Camelita yang sudah bergelut di dunia ini sejak 2010, mengaku memasang tarif Rp 2-3 juta untuk short time.
"Tapi short time di sini dalam artian cuma sebatas nemenin makan sambil ngobrol doank yah. Ya paling tiga sampai empat jam," tutur Camelita.
"Tapi, kalau aku sih membatasi diri, dalam artian aku enggak mau sampai kebablasan. Jadi paling nemenin makan, karaoke atau kalau si om lagi mau 'kenceng' ya udah aku temenin," tambah Camelita.
Sekadar informasi, kata 'kenceng' di kalangan mereka diartikan sebagai keadaan di mana seseorang sedang dalam pengaruh obat-obatan terlarang dan biasanya hal tersebut dilakukan di club malam.
Camelita sendiri mengaku selektif memilih teman kencan. Jika ada pria yang mengajak lebih dari sekadar berkencan, maka dia akan memasang tarif tinggi. Itupun tidak semua dilayani karena ada kriteria-kriteria fisik yang harus dipenuhi.
"Kalau sampai nemenin tidur Rp 8 juta. Tapi saya maunya yang usianya 35-an lah, jadi tidak terlalu tua," ucap wanita bertinggi 167 cm itu.
Camelita mengaku sebenarnya berasal dari keluarga yang lumayan berada. Namun, karena tuntutan pergaulan dan juga eksistensi, dirinya nekat menjalani profesi sampingan sebagai 'ayam kampus'.
"Orang tua dua-duanya sih kerja. Biaya hidup juga cukup lah. Tapi ya itu balik lagi karena pergaulan," ucap anak pertama dari dua bersaudara ini.
"Makanya, karena orang tua aku masih berkecukupan itu yang membuat aku nggak terlalu fokus nyari 'pesenan'. Aku kan kadang juga jadi model, suka ikut pemotretan, terus suka jadi SPG (Sales Promotion Girl) event. Ya kalau nyari 'pesenan' lumayan deh dapet buat isi paket BB," canda Camelita sambil tertawa lepas.
Dengan profesinya ini, Camelita bisa membiayai kuliahnya sendiri. "Memang sih ya nggak munafik juga, karena sering 'dipesen' itu makanya aku jadi berani buat bayar kuliah sendiri. Kalau ngandelin model sama SPG event ya belum ketutup soalnya kan aku kalau belanja suka kalap. Jadi paling ya itu, duit hasil dari 'klien' abis buat bayar kuliah ya sama buat biaya hidup, kayak belanja deh contohnya," pungkas Camelita.

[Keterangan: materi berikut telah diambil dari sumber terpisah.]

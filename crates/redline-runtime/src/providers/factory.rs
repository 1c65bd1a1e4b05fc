//! Provider factory pattern for candidate provider registration.
//!
//! Providers register factories that create instances from JSON
//! configuration. A [`ProviderSpec`] is turned into a `(type, config)`
//! pair by [`ProviderRegistry::create_for_spec`].
//!
//! ## Usage
//!
//! ```ignore
//! let registry = ProviderRegistry::with_defaults();
//! let provider = registry.create_for_spec(&ProviderSpec::simulated("draft", "text"))?;
//! ```

use std::collections::BTreeMap;
use std::sync::Arc;

use serde_json::Value as JsonValue;

use redline_core::ProviderSpec;

use super::{CandidateProvider, ProviderError};

/// Factory for creating candidate providers from configuration.
pub trait ProviderFactory: Send + Sync {
    /// Unique identifier for this provider type, e.g. `"anthropic"`.
    fn provider_type(&self) -> &'static str;

    fn create(&self, config: &JsonValue) -> Result<Arc<dyn CandidateProvider>, ProviderError>;

    /// Validate configuration without creating a provider.
    fn validate_config(&self, config: &JsonValue) -> Result<(), ProviderError>;

    fn description(&self) -> &'static str {
        "Candidate provider"
    }
}

/// Split `type[:model]` into its parts.
pub fn parse_spec_name(name: &str) -> (&str, Option<&str>) {
    match name.split_once(':') {
        Some((kind, model)) if !model.trim().is_empty() => (kind.trim(), Some(model.trim())),
        Some((kind, _)) => (kind.trim(), None),
        None => (name.trim(), None),
    }
}

/// Provider type and JSON config for a provider spec.
///
/// A provider spec with `simulated_response` always maps to `simulated`.
pub fn spec_config(spec: &ProviderSpec) -> (String, JsonValue) {
    let (kind, model) = parse_spec_name(&spec.name);
    let mut config = serde_json::Map::new();
    if let Some(model) = model {
        config.insert("model".into(), model.into());
    }
    if let Some(max_tokens) = spec.max_tokens {
        config.insert("max_tokens".into(), max_tokens.into());
    }
    if let Some(api_key) = &spec.api_key {
        config.insert("api_key".into(), api_key.as_str().into());
    }
    let kind = match &spec.simulated_response {
        Some(response) => {
            config.insert("response".into(), response.as_str().into());
            "simulated"
        }
        None => kind,
    };
    (kind.to_string(), JsonValue::Object(config))
}

/// Registry of available provider factories.
#[derive(Default)]
pub struct ProviderRegistry {
    factories: BTreeMap<String, Arc<dyn ProviderFactory>>,
}

impl ProviderRegistry {
    pub fn new() -> Self {
        Self::default()
    }

    /// Register a provider factory, replacing any with the same type.
    pub fn register(&mut self, factory: Arc<dyn ProviderFactory>) {
        self.factories
            .insert(factory.provider_type().to_string(), factory);
    }

    pub fn create(
        &self,
        provider_type: &str,
        config: &JsonValue,
    ) -> Result<Arc<dyn CandidateProvider>, ProviderError> {
        let factory = self
            .factories
            .get(provider_type)
            .ok_or_else(|| ProviderError::UnknownProvider(provider_type.to_string()))?;
        factory.validate_config(config)?;
        factory.create(config)
    }

    pub fn create_for_spec(
        &self,
        spec: &ProviderSpec,
    ) -> Result<Arc<dyn CandidateProvider>, ProviderError> {
        let (kind, config) = spec_config(spec);
        self.create(&kind, &config)
    }

    pub fn available_types(&self) -> Vec<&str> {
        self.factories.keys().map(|s| s.as_str()).collect()
    }

    pub fn has_provider(&self, provider_type: &str) -> bool {
        self.factories.contains_key(provider_type)
    }

    /// `(type, description)` for every registered factory.
    pub fn describe(&self) -> Vec<(&str, &'static str)> {
        self.factories
            .iter()
            .map(|(k, f)| (k.as_str(), f.description()))
            .collect()
    }

    /// Registry with every built-in provider compiled in.
    pub fn with_defaults() -> Self {
        let mut registry = Self::new();
        registry.register(Arc::new(super::SimulatedProviderFactory));
        #[cfg(feature = "anthropic")]
        registry.register(Arc::new(super::anthropic::AnthropicProviderFactory));
        registry
    }
}

impl std::fmt::Debug for ProviderRegistry {
    fn fmt(&self, f: &mut std::fmt::Formatter<'_>) -> std::fmt::Result {
        f.debug_struct("ProviderRegistry")
            .field("providers", &self.available_types())
            .finish()
    }
}
//! Text spans for gate evidence and sanitization audit records.
//!
//! A span points at a byte range of the document as it was when the span
//! was recorded, using the pointer format `text[start:end]`.

use serde::{Deserialize, Serialize};

/// A byte range within a document.
#[derive(Debug, Clone, Copy, PartialEq, Eq, Hash, PartialOrd, Ord, Serialize, Deserialize)]
pub struct TextSpan {
    pub start: usize,
    pub end: usize,
}

impl TextSpan {
    pub fn new(start: usize, end: usize) -> Self {
        Self { start, end }
    }

    /// Span of a regex match.
    pub fn of(m: &regex::Match<'_>) -> Self {
        Self::new(m.start(), m.end())
    }

    pub fn len(&self) -> usize {
        self.end.saturating_sub(self.start)
    }

    pub fn is_empty(&self) -> bool {
        self.len() == 0
    }

    /// Pointer string, e.g. `text[42:68]`.
    pub fn pointer(&self) -> String {
        format!("text[{}:{}]", self.start, self.end)
    }

    /// Slice `text` by this span, if it lies on char boundaries.
    pub fn slice<'a>(&self, text: &'a str) -> Option<&'a str> {
        text.get(self.start..self.end)
    }
}

/// Clamp `index` down to the nearest char boundary of `text`.
pub fn floor_char_boundary(text: &str, index: usize) -> usize {
    let mut index = index.min(text.len());
    while !text.is_char_boundary(index) {
        index -= 1;
    }
    index
}

#[cfg(test)]
mod tests {
    use super::*;

    #[test]
    fn test_pointer_format() {
        let span = TextSpan::new(42, 68);
        assert_eq!(span.pointer(), "text[42:68]");
        assert_eq!(span.len(), 26);
    }

    #[test]
    fn test_slice() {
        let span = TextSpan::new(6, 11);
        assert_eq!(span.slice("Hello world"), Some("world"));
        assert_eq!(TextSpan::new(6, 40).slice("Hello world"), None);
    }

    #[test]
    fn test_floor_char_boundary() {
        let text = "caf\u{e9} ok";
        // 'é' occupies bytes 3..5
        assert_eq!(floor_char_boundary(text, 4), 3);
        assert_eq!(floor_char_boundary(text, 100), text.len());
    }
}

Mengintip aktivitas plus-plus si ayam kampus
Jari-jarinya tak berhenti membalas setiap Blackberry Messenger yang masuk. Entah dari siapa, si wanita ini masih malu-malu membeberkannya. Tetapi, senyum tipis selalu terpancar tiap kali dia membaca pesannya.
Sambil duduk di depan cermin, Camelita (21) bukan nama sebenarnya terus memoles wajahnya dengan bedak, tak lupa bibir tipisnya dioles lipstik tipis-tipis. Dari gerak tubuhnya terang menggambarkan jika Camelita telah membuat janji dengan seseorang.
Benar saja, tak berapa lama kemudian telepon genggam Camelita berdering, dari ujung sana terdengar samar-samar suara pria. Memang tak banyak percakapan, Camelita menjawab seperlunya, namun memberi pesan jika dia siap memenuhi permintaan sang penelepon.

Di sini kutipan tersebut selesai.